TASK DETAILS: Copy every line from the records below that holds the word "Serialize".

INFORMATION SHOWN:
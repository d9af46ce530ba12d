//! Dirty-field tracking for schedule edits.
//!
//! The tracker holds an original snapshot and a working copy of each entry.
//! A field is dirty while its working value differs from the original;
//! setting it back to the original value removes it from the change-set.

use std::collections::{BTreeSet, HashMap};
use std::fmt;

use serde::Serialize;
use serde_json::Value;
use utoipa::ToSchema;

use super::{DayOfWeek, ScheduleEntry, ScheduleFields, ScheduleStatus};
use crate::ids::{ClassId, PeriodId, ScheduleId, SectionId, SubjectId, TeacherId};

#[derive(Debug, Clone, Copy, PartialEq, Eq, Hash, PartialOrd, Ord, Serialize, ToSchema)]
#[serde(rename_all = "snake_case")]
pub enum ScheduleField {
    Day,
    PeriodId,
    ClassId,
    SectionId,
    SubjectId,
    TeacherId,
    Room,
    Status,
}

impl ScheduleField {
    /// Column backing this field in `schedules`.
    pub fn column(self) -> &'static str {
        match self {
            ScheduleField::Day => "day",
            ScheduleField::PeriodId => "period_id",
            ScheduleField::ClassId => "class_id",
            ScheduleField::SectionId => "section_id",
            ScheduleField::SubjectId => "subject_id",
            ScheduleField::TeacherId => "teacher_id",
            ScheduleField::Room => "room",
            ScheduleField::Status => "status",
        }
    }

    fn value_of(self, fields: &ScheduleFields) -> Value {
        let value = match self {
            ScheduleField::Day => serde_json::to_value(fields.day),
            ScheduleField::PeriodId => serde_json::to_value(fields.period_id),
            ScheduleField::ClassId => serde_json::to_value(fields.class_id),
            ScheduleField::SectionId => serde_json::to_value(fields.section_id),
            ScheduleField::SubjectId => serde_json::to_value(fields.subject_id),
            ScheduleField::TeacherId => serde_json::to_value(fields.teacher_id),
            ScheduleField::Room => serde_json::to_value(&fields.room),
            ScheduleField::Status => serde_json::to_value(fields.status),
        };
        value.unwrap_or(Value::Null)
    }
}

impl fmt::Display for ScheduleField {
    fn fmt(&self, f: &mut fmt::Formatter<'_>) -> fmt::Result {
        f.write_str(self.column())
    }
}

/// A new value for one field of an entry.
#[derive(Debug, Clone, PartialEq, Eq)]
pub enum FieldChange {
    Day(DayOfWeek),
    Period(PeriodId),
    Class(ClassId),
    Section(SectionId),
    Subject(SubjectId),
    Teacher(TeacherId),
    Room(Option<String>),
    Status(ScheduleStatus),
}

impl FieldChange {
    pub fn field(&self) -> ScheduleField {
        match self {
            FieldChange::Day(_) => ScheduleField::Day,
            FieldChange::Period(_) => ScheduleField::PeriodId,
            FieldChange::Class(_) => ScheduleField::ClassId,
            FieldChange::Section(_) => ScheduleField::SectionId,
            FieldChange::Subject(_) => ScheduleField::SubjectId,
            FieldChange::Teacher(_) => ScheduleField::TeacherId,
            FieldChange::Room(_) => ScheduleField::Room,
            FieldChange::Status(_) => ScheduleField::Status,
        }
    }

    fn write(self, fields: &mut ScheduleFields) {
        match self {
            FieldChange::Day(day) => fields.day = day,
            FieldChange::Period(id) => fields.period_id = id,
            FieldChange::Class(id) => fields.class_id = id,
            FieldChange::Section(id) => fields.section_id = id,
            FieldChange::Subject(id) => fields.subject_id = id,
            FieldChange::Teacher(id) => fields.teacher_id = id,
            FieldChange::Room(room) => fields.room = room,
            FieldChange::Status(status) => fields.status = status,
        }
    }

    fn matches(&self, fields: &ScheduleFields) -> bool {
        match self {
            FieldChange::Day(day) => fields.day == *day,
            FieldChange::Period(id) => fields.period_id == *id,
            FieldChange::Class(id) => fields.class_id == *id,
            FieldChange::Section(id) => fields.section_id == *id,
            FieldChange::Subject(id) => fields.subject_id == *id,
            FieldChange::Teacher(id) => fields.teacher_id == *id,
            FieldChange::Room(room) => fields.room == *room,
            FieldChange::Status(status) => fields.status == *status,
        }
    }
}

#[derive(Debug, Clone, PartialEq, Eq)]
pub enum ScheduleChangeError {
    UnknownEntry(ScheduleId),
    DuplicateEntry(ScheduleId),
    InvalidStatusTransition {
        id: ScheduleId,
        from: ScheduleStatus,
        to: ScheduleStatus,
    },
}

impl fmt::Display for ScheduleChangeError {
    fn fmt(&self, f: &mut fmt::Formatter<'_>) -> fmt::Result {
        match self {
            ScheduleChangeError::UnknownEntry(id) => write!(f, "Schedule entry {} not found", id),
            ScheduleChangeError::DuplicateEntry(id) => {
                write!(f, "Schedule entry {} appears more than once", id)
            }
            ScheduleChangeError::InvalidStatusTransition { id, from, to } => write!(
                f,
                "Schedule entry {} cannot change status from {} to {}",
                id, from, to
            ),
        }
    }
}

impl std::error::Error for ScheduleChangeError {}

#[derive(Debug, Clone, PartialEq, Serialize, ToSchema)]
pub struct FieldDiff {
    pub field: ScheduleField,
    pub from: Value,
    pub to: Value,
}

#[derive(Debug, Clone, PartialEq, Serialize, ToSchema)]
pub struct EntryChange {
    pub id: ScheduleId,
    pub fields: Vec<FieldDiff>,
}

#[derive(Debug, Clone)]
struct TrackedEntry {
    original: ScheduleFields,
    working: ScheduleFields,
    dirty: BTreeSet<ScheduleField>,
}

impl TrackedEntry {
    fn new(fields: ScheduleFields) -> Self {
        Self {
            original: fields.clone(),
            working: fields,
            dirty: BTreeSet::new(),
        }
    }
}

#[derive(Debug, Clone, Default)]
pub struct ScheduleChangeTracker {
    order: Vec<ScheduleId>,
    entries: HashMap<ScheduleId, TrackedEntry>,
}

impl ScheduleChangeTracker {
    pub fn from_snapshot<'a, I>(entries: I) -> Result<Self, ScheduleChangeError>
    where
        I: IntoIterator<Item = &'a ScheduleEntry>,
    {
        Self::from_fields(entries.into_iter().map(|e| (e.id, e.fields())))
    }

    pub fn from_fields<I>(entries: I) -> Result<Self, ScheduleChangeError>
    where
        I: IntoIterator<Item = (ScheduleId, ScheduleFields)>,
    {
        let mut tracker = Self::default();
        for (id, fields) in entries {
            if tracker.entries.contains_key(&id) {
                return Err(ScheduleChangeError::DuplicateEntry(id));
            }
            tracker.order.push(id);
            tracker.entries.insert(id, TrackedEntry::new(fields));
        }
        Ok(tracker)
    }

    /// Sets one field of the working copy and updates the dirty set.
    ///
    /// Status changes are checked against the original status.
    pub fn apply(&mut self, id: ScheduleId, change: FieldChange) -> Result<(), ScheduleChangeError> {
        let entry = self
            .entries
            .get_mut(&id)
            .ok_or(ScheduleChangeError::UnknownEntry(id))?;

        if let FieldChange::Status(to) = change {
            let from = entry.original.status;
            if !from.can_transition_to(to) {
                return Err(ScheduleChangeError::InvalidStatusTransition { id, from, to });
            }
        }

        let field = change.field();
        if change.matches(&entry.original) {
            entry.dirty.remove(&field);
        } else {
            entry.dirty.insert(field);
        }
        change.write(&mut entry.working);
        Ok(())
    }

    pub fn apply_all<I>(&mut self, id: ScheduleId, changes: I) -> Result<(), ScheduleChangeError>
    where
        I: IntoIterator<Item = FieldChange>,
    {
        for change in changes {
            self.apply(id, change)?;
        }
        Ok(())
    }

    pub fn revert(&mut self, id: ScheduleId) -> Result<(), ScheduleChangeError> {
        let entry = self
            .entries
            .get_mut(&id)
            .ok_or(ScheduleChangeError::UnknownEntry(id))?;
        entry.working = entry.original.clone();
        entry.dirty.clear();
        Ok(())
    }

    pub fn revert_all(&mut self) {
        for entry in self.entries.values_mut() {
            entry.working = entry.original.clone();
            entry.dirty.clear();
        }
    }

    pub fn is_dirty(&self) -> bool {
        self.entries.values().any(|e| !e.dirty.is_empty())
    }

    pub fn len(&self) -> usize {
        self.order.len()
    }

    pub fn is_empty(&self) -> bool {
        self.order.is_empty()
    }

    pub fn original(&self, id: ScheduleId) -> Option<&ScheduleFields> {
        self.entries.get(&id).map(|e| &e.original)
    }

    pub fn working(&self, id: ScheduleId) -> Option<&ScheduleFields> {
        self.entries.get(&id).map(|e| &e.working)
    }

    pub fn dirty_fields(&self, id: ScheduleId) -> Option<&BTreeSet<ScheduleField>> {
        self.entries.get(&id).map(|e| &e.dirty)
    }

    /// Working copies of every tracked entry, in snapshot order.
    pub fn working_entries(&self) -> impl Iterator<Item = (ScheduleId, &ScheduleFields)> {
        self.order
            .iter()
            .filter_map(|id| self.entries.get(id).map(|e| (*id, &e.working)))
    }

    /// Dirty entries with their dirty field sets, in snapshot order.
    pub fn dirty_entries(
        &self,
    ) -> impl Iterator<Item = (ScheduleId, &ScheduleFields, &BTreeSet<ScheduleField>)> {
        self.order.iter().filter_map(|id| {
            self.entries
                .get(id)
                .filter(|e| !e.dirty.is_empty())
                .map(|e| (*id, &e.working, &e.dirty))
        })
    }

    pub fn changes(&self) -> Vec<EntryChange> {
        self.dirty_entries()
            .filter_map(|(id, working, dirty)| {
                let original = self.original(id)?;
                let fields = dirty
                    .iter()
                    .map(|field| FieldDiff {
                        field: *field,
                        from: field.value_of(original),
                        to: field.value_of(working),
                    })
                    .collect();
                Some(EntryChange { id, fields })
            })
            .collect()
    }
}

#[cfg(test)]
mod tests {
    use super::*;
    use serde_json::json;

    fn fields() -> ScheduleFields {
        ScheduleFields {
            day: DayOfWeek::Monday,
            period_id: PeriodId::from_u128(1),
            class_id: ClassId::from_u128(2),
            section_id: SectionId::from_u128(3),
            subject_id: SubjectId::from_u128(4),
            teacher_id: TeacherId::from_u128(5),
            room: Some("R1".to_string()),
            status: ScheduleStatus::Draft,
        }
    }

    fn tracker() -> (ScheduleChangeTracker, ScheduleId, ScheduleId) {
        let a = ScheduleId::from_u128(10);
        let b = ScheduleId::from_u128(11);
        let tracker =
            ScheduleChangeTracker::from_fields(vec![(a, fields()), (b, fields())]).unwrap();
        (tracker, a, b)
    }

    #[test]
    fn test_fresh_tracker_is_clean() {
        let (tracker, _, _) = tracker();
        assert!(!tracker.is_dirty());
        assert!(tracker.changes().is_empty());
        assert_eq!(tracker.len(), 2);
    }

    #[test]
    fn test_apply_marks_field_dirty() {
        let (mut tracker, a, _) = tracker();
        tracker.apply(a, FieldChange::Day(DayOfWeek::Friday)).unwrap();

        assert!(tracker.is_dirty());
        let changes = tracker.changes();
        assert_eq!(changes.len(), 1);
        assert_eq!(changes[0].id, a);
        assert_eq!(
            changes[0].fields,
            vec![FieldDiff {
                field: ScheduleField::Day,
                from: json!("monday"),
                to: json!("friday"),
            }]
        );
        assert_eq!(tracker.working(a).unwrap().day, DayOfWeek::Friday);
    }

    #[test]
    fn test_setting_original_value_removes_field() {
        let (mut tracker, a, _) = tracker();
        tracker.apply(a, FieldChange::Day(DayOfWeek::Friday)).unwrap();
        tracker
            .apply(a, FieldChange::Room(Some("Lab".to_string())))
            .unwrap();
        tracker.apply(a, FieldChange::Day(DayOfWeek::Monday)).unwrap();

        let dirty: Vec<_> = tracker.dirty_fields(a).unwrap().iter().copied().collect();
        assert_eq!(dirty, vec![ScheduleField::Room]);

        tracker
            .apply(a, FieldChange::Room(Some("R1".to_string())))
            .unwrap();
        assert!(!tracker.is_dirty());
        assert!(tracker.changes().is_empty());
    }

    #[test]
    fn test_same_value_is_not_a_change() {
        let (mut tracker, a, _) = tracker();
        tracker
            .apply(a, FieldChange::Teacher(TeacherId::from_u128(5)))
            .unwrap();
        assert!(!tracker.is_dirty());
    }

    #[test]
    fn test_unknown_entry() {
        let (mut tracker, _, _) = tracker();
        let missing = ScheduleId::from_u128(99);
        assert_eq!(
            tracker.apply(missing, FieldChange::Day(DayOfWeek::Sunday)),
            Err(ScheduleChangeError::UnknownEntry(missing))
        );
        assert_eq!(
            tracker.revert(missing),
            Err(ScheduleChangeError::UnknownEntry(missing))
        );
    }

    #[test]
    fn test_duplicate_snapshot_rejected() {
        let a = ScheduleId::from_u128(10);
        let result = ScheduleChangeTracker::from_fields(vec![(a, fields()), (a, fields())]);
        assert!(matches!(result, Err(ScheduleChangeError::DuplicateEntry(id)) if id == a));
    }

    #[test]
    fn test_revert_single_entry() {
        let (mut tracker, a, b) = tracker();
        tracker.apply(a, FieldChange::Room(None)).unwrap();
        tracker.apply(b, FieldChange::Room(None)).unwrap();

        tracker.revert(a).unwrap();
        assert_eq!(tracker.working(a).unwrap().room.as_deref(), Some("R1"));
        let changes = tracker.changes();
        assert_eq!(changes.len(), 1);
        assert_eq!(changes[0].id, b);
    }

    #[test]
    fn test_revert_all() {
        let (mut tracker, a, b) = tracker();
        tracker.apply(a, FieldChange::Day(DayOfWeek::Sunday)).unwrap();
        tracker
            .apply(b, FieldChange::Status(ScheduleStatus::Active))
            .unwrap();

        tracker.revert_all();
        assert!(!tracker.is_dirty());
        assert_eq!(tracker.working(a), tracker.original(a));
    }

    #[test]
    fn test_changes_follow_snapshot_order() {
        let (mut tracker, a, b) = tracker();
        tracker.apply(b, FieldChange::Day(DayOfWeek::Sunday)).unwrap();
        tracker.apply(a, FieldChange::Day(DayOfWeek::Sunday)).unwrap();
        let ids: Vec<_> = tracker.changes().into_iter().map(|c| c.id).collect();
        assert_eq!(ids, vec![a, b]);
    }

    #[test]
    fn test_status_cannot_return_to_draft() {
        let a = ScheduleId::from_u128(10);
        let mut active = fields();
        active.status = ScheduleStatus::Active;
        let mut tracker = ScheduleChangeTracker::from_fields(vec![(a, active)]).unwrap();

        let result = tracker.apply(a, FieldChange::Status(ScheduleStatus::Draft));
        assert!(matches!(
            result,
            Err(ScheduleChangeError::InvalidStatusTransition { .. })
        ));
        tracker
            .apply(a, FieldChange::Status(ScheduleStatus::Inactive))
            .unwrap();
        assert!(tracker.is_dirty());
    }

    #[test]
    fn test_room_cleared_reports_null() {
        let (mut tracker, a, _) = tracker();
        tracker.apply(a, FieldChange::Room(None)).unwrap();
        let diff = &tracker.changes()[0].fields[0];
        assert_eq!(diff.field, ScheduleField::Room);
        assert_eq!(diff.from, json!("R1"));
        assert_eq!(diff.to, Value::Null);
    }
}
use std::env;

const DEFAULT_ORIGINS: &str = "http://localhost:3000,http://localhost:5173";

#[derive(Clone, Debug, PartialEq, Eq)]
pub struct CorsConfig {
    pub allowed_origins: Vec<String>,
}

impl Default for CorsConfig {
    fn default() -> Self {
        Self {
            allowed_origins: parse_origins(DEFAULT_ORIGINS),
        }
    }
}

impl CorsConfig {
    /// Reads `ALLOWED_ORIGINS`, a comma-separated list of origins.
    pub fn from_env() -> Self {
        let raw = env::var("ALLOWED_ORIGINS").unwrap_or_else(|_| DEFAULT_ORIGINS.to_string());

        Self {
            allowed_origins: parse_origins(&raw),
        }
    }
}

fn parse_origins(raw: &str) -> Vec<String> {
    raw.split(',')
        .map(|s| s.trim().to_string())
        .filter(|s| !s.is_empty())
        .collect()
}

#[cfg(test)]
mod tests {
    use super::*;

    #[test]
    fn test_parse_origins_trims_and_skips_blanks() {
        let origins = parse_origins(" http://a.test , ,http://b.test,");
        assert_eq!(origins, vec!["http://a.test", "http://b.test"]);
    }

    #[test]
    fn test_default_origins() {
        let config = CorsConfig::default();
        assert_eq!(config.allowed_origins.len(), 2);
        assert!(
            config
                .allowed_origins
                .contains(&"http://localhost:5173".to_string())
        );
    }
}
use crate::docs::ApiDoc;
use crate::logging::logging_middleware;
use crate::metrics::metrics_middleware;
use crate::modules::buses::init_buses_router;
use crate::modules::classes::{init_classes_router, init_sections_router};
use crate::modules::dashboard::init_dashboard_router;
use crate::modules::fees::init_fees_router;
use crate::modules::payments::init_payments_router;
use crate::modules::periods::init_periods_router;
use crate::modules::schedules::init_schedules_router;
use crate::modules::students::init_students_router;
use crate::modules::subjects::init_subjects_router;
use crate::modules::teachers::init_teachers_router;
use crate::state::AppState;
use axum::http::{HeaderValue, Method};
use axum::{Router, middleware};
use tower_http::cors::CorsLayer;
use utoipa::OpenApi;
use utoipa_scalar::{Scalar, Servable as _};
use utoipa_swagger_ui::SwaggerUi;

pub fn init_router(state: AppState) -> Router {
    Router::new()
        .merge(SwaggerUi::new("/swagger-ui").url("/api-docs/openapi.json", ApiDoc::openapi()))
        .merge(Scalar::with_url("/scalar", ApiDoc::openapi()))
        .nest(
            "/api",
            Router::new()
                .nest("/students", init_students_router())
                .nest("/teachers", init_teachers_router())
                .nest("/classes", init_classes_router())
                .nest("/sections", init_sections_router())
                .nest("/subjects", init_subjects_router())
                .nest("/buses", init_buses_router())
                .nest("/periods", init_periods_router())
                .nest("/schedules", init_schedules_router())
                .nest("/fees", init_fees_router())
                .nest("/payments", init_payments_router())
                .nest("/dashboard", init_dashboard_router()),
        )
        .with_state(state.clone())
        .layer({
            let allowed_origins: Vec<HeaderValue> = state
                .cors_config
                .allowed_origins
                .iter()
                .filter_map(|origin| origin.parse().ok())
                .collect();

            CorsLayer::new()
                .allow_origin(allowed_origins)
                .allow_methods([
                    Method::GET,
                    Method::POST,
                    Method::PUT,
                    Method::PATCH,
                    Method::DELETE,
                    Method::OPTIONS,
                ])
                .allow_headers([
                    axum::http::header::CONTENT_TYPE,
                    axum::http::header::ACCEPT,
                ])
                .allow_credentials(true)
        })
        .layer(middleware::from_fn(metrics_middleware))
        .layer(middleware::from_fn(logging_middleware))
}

PROBLEM SOLUTION:
use serde::Serialize;
#[derive(Debug, Clone, Copy, PartialEq, Eq, Hash, PartialOrd, Ord, Serialize, ToSchema)]
#[derive(Debug, Clone, PartialEq, Serialize, ToSchema)]
#[derive(Debug, Clone, PartialEq, Serialize, ToSchema)]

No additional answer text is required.